59 It should also be mentioned that in assessing the objective criminality of the Applicant's offending on the charges in the second indictment, Geraghty DCJ took into account that the Applicant was on bail at the time. He should not have done so for that circumstance is rather a subjective one than one going to the objective seriousness of the offence.
60 When to this assessment of the objective seriousness of the offences included in the second indictment, one recognises that they were committed while he was on bail on similar charges, his criminality can only be regarded as extreme. But for his other subjective circumstances, a sentence equal to the 20 years maximum for each of the offences involving MDMA, GBH, and methylamphetamine would have to be the subject of serious consideration. Of course, those other subjective circumstances were such that a sentences of 20 years for these offences might not have been appropriate but whether the circumstances of each of these offences is judged by comparison with the statutory maximum or with the standard non-parole period, starting points before allowance for pleas and assistance significantly higher than 10 years for each of these offences were required.

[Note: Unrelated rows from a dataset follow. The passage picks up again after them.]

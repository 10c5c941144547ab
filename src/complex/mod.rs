//! Script-specific shapers.
//!
//! A shaper is picked once per plan by [`ComplexShaper::categorize`] and is
//! then consulted at fixed points of the shaping pipeline.

mod arabic;
mod arabic_fallback;
mod arabic_table;
mod arabic_win1256;
mod hangul;
mod hebrew;
mod indic;
mod indic_machine;
mod indic_table;
mod khmer;
mod khmer_machine;
mod machine;
mod myanmar;
mod myanmar_machine;
mod syllabic;
mod thai;
mod universal;
mod universal_machine;
mod universal_table;

use crate::buffer::Buffer;
use crate::common::{script, Direction, Script};
use crate::face::Face;
use crate::ot::normalize::{ShapeNormalizationMode, ShapeNormalizeContext};
use crate::plan::{ShapePlan, ShapePlanner};
use crate::{unicode_norm, Tag};

/// The longest run of marks the normalizer and the syllabic shapers sort.
pub const MAX_COMBINING_MARKS: usize = 32;

#[derive(Clone, Copy, PartialEq, Eq, Debug)]
pub enum ZeroWidthMarksMode {
    None,
    ByGdefEarly,
    ByGdefLate,
}

/// Per-plan data precomputed by a shaper.
pub enum ShaperData {
    Arabic(arabic::ArabicShapePlan),
    Hangul(hangul::HangulShapePlan),
    Indic(indic::IndicShapePlan),
    Khmer(khmer::KhmerShapePlan),
    Universal(universal::UniversalShapePlan),
}

#[derive(Clone, Copy, PartialEq, Eq, Hash, Debug)]
pub enum ComplexShaper {
    Default,
    /// No mark zeroing and no fallback positioning. Used when `morx` does
    /// the script-specific work.
    Dumb,
    /// `Dumb` without normalization, for Zawgyi-encoded Myanmar.
    DumbNoNormalization,
    Arabic,
    Hangul,
    Hebrew,
    Indic,
    Khmer,
    Myanmar,
    Thai,
    Universal,
}

impl ComplexShaper {
    pub fn categorize(
        script: Script,
        direction: Direction,
        chosen_gsub_script: Option<Tag>,
    ) -> ComplexShaper {
        let default_or = |shaper| {
            if chosen_gsub_script == Some(crate::tag::DEFAULT_SCRIPT)
                || chosen_gsub_script == Some(Tag::from_bytes(b"latn"))
            {
                ComplexShaper::Default
            } else {
                shaper
            }
        };

        match script {
            script::ARABIC | script::SYRIAC => {
                // Arabic gets fallback shaping even when the font has no
                // Arabic script, but only in horizontal text.
                if (chosen_gsub_script != Some(crate::tag::DEFAULT_SCRIPT)
                    || script == script::ARABIC)
                    && direction.is_horizontal()
                {
                    ComplexShaper::Arabic
                } else {
                    ComplexShaper::Default
                }
            }

            script::THAI | script::LAO => ComplexShaper::Thai,

            script::HANGUL => ComplexShaper::Hangul,

            script::HEBREW => ComplexShaper::Hebrew,

            script::BENGALI
            | script::DEVANAGARI
            | script::GUJARATI
            | script::GURMUKHI
            | script::KANNADA
            | script::MALAYALAM
            | script::ORIYA
            | script::TAMIL
            | script::TELUGU
            | script::SINHALA => {
                if chosen_gsub_script.map_or(false, |tag| tag.to_bytes()[3] == b'3') {
                    default_or(ComplexShaper::Universal)
                } else {
                    default_or(ComplexShaper::Indic)
                }
            }

            script::KHMER => ComplexShaper::Khmer,

            script::MYANMAR => {
                // `mymr` predates the Myanmar shaping model.
                if chosen_gsub_script == Some(Tag::from_bytes(b"mymr")) {
                    ComplexShaper::Default
                } else {
                    default_or(ComplexShaper::Myanmar)
                }
            }

            script::MYANMAR_ZAWGYI => ComplexShaper::DumbNoNormalization,

            s if universal::is_universal_script(s) => default_or(ComplexShaper::Universal),

            _ => ComplexShaper::Default,
        }
    }

    pub fn name(self) -> &'static str {
        match self {
            ComplexShaper::Default => "default",
            ComplexShaper::Dumb => "dumb",
            ComplexShaper::DumbNoNormalization => "dumb-no-normalization",
            ComplexShaper::Arabic => "arabic",
            ComplexShaper::Hangul => "hangul",
            ComplexShaper::Hebrew => "hebrew",
            ComplexShaper::Indic => "indic",
            ComplexShaper::Khmer => "khmer",
            ComplexShaper::Myanmar => "myanmar",
            ComplexShaper::Thai => "thai",
            ComplexShaper::Universal => "universal",
        }
    }

    /// Adds the shaper's features and pauses, before the common ones.
    pub fn collect_features(self, planner: &mut ShapePlanner) {
        match self {
            ComplexShaper::Arabic => arabic::collect_features(planner),
            ComplexShaper::Hangul => hangul::collect_features(planner),
            ComplexShaper::Indic => indic::collect_features(planner),
            ComplexShaper::Khmer => khmer::collect_features(planner),
            ComplexShaper::Myanmar => myanmar::collect_features(planner),
            ComplexShaper::Universal => universal::collect_features(planner),
            _ => {}
        }
    }

    /// Adjusts features after the common and user ones were added.
    pub fn override_features(self, planner: &mut ShapePlanner) {
        match self {
            ComplexShaper::Hangul => hangul::override_features(planner),
            ComplexShaper::Indic => indic::override_features(planner),
            ComplexShaper::Khmer => khmer::override_features(planner),
            _ => {}
        }
    }

    pub fn create_data(self, plan: &ShapePlan, face: &Face) -> Option<ShaperData> {
        match self {
            ComplexShaper::Arabic => Some(ShaperData::Arabic(arabic::ArabicShapePlan::new(
                plan, face,
            ))),
            ComplexShaper::Hangul => Some(ShaperData::Hangul(hangul::HangulShapePlan::new(
                &plan.ot_map,
            ))),
            ComplexShaper::Indic => Some(ShaperData::Indic(indic::IndicShapePlan::new(plan))),
            ComplexShaper::Khmer => Some(ShaperData::Khmer(khmer::KhmerShapePlan::new(
                &plan.ot_map,
            ))),
            ComplexShaper::Universal => Some(ShaperData::Universal(
                universal::UniversalShapePlan::new(plan, face),
            )),
            _ => None,
        }
    }

    pub fn preprocess_text(self, plan: &ShapePlan, face: &Face, buffer: &mut Buffer) {
        match self {
            ComplexShaper::Hangul => hangul::preprocess_text(plan, face, buffer),
            ComplexShaper::Thai => thai::preprocess_text(plan, face, buffer),
            _ => {}
        }
    }

    pub fn postprocess_glyphs(self, plan: &ShapePlan, face: &Face, buffer: &mut Buffer) {
        if self == ComplexShaper::Arabic {
            arabic::postprocess_glyphs(plan, face, buffer);
        }
    }

    pub fn normalization_preference(self) -> ShapeNormalizationMode {
        match self {
            ComplexShaper::DumbNoNormalization | ComplexShaper::Hangul => {
                ShapeNormalizationMode::None
            }
            ComplexShaper::Indic
            | ComplexShaper::Khmer
            | ComplexShaper::Myanmar
            | ComplexShaper::Universal => ShapeNormalizationMode::ComposedDiacriticsNoShortCircuit,
            _ => ShapeNormalizationMode::Auto,
        }
    }

    pub fn decompose(self, ctx: &ShapeNormalizeContext, ab: char) -> Option<(char, Option<char>)> {
        match self {
            ComplexShaper::Indic => indic::decompose(ctx, ab),
            ComplexShaper::Khmer => khmer::decompose(ctx, ab),
            _ => unicode_norm::decompose(ab),
        }
    }

    pub fn compose(self, ctx: &ShapeNormalizeContext, a: char, b: char) -> Option<char> {
        match self {
            ComplexShaper::Hebrew => hebrew::compose(ctx, a, b),
            ComplexShaper::Indic => indic::compose(ctx, a, b),
            ComplexShaper::Khmer | ComplexShaper::Universal => syllabic::compose(ctx, a, b),
            _ => unicode_norm::compose(a, b),
        }
    }

    /// Sets per-glyph masks. Must not change the characters.
    pub fn setup_masks(self, plan: &ShapePlan, face: &Face, buffer: &mut Buffer) {
        match self {
            ComplexShaper::Arabic => arabic::setup_masks(plan, face, buffer),
            ComplexShaper::Hangul => hangul::setup_masks(plan, face, buffer),
            ComplexShaper::Indic => indic::setup_masks(plan, face, buffer),
            ComplexShaper::Khmer => khmer::setup_masks(plan, face, buffer),
            ComplexShaper::Myanmar => myanmar::setup_masks(plan, face, buffer),
            ComplexShaper::Universal => universal::setup_masks(plan, face, buffer),
            _ => {}
        }
    }

    /// When set, GPOS is only applied if the font chose this GPOS script.
    pub fn gpos_tag(self) -> Option<Tag> {
        match self {
            ComplexShaper::Hebrew => Some(Tag::from_bytes(b"hebr")),
            _ => None,
        }
    }

    pub fn reorder_marks(self, plan: &ShapePlan, buffer: &mut Buffer, start: usize, end: usize) {
        if self == ComplexShaper::Arabic {
            arabic::reorder_marks(plan, buffer, start, end);
        }
    }

    /// When to zero mark advances and whether to position marks
    /// geometrically when the font cannot.
    pub fn marks_behavior(self) -> (ZeroWidthMarksMode, bool) {
        match self {
            ComplexShaper::Dumb | ComplexShaper::DumbNoNormalization => {
                (ZeroWidthMarksMode::None, false)
            }
            ComplexShaper::Arabic => (ZeroWidthMarksMode::ByGdefLate, true),
            ComplexShaper::Hangul | ComplexShaper::Indic | ComplexShaper::Khmer => {
                (ZeroWidthMarksMode::None, false)
            }
            ComplexShaper::Thai => (ZeroWidthMarksMode::ByGdefLate, false),
            ComplexShaper::Myanmar | ComplexShaper::Universal => {
                (ZeroWidthMarksMode::ByGdefEarly, false)
            }
            _ => (ZeroWidthMarksMode::ByGdefLate, true),
        }
    }
}

#[cfg(test)]
mod tests {
    use super::*;

    #[test]
    fn categorize_by_script() {
        let ltr = Direction::LeftToRight;
        let rtl = Direction::RightToLeft;
        assert_eq!(ComplexShaper::categorize(script::ARABIC, rtl, None), ComplexShaper::Arabic);
        assert_eq!(
            ComplexShaper::categorize(script::ARABIC, Direction::TopToBottom, None),
            ComplexShaper::Default
        );
        assert_eq!(ComplexShaper::categorize(script::HANGUL, ltr, None), ComplexShaper::Hangul);
        assert_eq!(ComplexShaper::categorize(script::LATIN, ltr, None), ComplexShaper::Default);
        assert_eq!(ComplexShaper::categorize(script::LAO, ltr, None), ComplexShaper::Thai);
    }

    #[test]
    fn indic_follows_chosen_script() {
        let ltr = Direction::LeftToRight;
        let dev = |tag: &[u8; 4]| {
            ComplexShaper::categorize(script::DEVANAGARI, ltr, Some(Tag::from_bytes(tag)))
        };
        assert_eq!(dev(b"dev2"), ComplexShaper::Indic);
        assert_eq!(dev(b"dev3"), ComplexShaper::Universal);
        assert_eq!(dev(b"DFLT"), ComplexShaper::Default);
        assert_eq!(dev(b"latn"), ComplexShaper::Default);
    }

    #[test]
    fn myanmar_variants() {
        let ltr = Direction::LeftToRight;
        let mym = |tag: &[u8; 4]| {
            ComplexShaper::categorize(script::MYANMAR, ltr, Some(Tag::from_bytes(tag)))
        };
        assert_eq!(mym(b"mym2"), ComplexShaper::Myanmar);
        assert_eq!(mym(b"mymr"), ComplexShaper::Default);
        assert_eq!(
            ComplexShaper::categorize(script::MYANMAR_ZAWGYI, ltr, None),
            ComplexShaper::DumbNoNormalization
        );
    }

    #[test]
    fn universal_scripts() {
        let ltr = Direction::LeftToRight;
        assert_eq!(
            ComplexShaper::categorize(script::TIBETAN, ltr, Some(Tag::from_bytes(b"tibt"))),
            ComplexShaper::Universal
        );
        assert_eq!(
            ComplexShaper::categorize(script::BALINESE, ltr, Some(Tag::from_bytes(b"DFLT"))),
            ComplexShaper::Default
        );
    }
}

61 That conclusion has an obvious relevance also to the complaint that the total effective sentence imposed on the Applicant was manifestly excessive. However also relevant in that connection is the degree of accumulation of sentences that Geraghty DCJ ordered.
62 Save in the case of the offence I have numbered 6, the commencing date of each sentence was only 2 months later than the commencing date of the sentence before. Thus the effective sentence imposed for a number of the Applicant's offences was 2 months. Given that the non-parole period imposed for offence 6 was 5 years and 6 months and the non-parole periods for offences 7, 8 and 9 was only 5 years, the non-parole periods for these last 3 offences were wholly subsumed within the non-parole period of the sentence for offence 6 and no effective punishment was imposed for those other 3 offences.
63 For reasons apparent in the references to, and quotation from, R v Harris above, such results were grossly inadequate responses to many of the Applicant's offences.